WORK ORDER: In the data below, one line contains "repository aebe276db4c5be8b" and a later one contains "pub enum ClientMessage". Print both, with every line between them, exactly and alone.

DATASET RECORDS:
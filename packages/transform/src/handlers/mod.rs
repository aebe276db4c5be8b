mod css;
mod text;

pub use css::{CssAddHandler, CssRemoveHandler, CssUpdateHandler};
pub use text::TextUpdateHandler;
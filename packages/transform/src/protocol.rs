//! Wire messages exchanged over the editor WebSocket

use serde::{Deserialize, Serialize};
use serde_json::Value;
use thiserror::Error;

use crate::request::{TransformRequest, TransformResult};

/// Client to server
#[derive(Debug, Clone, PartialEq, Serialize, Deserialize)]
#[serde(tag = "action", rename_all = "kebab-case")]
pub enum ClientMessage {
    /// Fields stay raw so the registry can report schema problems per field,
    /// including an `id` or `type` of the wrong JSON type
    Transform {
        #[serde(default)]
        id: Value,
        #[serde(rename = "type", default)]
        transform_type: Value,
        #[serde(default)]
        target: Value,
        #[serde(default)]
        change: Value,
    },
    Ping {
        #[serde(default)]
        id: String,
    },
}

impl ClientMessage {
    pub fn transform<C: Serialize>(request: &TransformRequest<C>) -> Result<Self, serde_json::Error> {
        Ok(ClientMessage::Transform {
            id: Value::String(request.id.clone()),
            transform_type: Value::String(request.transform_type.clone()),
            target: serde_json::to_value(&request.target)?,
            change: serde_json::to_value(&request.change)?,
        })
    }

    /// Request body as the registry expects it
    pub fn request_body(&self) -> Option<Value> {
        match self {
            ClientMessage::Transform {
                id,
                transform_type,
                target,
                change,
            } => Some(serde_json::json!({
                "id": id,
                "type": transform_type,
                "target": target,
                "change": change,
            })),
            ClientMessage::Ping { .. } => None,
        }
    }
}

/// Server to client
#[derive(Debug, Clone, PartialEq, Serialize, Deserialize)]
#[serde(tag = "type", rename_all = "kebab-case")]
pub enum ServerMessage {
    Connected,
    TransformResult(TransformResult),
    Pong {
        #[serde(rename = "requestId", default)]
        request_id: String,
    },
    /// Any type this side does not know about
    #[serde(other)]
    Unknown,
}

#[derive(Error, Debug)]
pub enum ProtocolError {
    #[error("Invalid JSON: {0}")]
    InvalidJson(#[from] serde_json::Error),

    #[error("Message is not a JSON object")]
    NotAnObject,
}

/// Inbound frame on the server side
#[derive(Debug, Clone, PartialEq)]
pub enum Inbound {
    Message(ClientMessage),
    /// Recognised JSON with an action the server does not handle
    Unrecognized(Value),
}

pub fn decode_client_message(text: &str) -> Result<Inbound, ProtocolError> {
    let value: Value = serde_json::from_str(text)?;
    if !value.is_object() {
        return Err(ProtocolError::NotAnObject);
    }

    let known = matches!(
        value.get("action").and_then(Value::as_str),
        Some("transform") | Some("ping")
    );
    if !known {
        return Ok(Inbound::Unrecognized(value));
    }

    Ok(Inbound::Message(serde_json::from_value(value)?))
}

pub fn decode_server_message(text: &str) -> Result<ServerMessage, ProtocolError> {
    Ok(serde_json::from_str(text)?)
}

EXERCISE RESULT:
repository aebe276db4c5be8b
mod css;
mod text;

pub use css::{CssAddHandler, CssRemoveHandler, CssUpdateHandler};
pub use text::TextUpdateHandler;
filename packages/transform/src/protocol.rs
//! Wire messages exchanged over the editor WebSocket

use serde::{Deserialize, Serialize};
use serde_json::Value;
use thiserror::Error;

use crate::request::{TransformRequest, TransformResult};

/// Client to server
#[derive(Debug, Clone, PartialEq, Serialize, Deserialize)]
#[serde(tag = "action", rename_all = "kebab-case")]
pub enum ClientMessage {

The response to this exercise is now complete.